*WORK REQUEST:* Using the data beneath, show every line that includes the word "mapping".

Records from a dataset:

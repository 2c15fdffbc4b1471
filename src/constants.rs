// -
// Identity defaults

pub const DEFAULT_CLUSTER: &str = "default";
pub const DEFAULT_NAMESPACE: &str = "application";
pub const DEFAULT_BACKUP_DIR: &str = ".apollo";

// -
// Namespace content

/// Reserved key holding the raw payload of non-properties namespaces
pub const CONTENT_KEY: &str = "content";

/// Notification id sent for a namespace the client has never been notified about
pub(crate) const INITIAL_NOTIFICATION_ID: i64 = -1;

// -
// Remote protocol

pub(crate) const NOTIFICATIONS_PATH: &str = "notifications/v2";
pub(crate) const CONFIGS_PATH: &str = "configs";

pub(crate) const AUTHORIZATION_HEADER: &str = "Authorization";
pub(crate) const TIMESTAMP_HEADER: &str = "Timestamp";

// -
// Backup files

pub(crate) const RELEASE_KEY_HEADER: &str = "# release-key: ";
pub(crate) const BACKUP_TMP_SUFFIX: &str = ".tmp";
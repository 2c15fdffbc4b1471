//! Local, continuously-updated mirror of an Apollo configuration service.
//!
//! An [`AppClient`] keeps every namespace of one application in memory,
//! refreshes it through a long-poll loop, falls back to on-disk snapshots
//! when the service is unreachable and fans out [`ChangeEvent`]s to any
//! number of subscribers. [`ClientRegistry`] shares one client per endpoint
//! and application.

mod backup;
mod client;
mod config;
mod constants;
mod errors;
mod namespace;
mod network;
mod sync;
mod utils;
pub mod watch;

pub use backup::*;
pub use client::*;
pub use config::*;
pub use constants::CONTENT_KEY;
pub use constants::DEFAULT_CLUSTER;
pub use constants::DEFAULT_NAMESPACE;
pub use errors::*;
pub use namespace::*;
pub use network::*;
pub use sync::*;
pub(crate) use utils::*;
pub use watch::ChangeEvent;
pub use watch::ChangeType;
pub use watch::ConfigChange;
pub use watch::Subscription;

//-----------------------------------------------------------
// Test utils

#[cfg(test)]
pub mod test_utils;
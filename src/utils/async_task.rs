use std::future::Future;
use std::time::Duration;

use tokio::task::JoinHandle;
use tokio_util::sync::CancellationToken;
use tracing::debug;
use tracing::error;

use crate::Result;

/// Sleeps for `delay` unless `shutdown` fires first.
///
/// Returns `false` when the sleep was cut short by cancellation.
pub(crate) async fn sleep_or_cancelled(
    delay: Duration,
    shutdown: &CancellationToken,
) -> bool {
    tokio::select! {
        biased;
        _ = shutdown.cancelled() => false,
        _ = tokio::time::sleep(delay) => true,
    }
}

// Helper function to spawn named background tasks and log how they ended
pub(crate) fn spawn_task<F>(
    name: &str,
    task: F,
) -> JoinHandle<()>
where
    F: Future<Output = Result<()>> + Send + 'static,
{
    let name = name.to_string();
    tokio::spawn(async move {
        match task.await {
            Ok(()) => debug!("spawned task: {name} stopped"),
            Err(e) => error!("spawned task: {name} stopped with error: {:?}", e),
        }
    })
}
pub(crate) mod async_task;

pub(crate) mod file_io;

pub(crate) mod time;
==
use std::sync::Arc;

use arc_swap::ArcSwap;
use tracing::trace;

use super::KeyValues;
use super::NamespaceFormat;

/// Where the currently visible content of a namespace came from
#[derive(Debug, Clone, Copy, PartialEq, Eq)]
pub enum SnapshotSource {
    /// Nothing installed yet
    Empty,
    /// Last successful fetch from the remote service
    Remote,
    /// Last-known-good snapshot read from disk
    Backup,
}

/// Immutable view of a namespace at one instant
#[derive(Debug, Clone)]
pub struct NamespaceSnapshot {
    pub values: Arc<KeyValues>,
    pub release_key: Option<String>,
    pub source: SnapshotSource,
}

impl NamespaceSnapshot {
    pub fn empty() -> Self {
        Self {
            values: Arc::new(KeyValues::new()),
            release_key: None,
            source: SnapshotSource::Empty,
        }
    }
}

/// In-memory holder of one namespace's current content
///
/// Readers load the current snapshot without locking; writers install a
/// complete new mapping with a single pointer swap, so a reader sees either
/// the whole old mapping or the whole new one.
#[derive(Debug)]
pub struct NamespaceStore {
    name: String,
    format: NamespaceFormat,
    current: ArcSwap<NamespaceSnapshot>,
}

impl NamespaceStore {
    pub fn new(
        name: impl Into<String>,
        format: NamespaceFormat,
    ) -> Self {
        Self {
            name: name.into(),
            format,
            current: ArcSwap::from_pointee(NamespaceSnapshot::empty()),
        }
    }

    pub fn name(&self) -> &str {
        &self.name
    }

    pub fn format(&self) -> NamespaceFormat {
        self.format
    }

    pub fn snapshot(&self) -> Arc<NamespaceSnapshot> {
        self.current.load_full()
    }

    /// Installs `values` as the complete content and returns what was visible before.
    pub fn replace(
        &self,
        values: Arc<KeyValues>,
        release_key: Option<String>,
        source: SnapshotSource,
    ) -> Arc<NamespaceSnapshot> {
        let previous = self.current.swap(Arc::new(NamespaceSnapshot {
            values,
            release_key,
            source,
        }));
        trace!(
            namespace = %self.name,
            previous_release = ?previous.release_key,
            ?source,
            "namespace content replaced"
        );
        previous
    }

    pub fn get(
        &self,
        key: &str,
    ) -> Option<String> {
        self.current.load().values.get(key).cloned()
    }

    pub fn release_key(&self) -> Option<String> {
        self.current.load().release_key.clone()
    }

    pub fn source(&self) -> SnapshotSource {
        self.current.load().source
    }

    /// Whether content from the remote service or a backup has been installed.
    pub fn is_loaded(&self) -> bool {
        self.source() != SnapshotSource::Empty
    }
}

*RESPONSE TO THIS EXERCISE:*
/// complete new mapping with a single pointer swap, so a reader sees either
/// the whole old mapping or the whole new one.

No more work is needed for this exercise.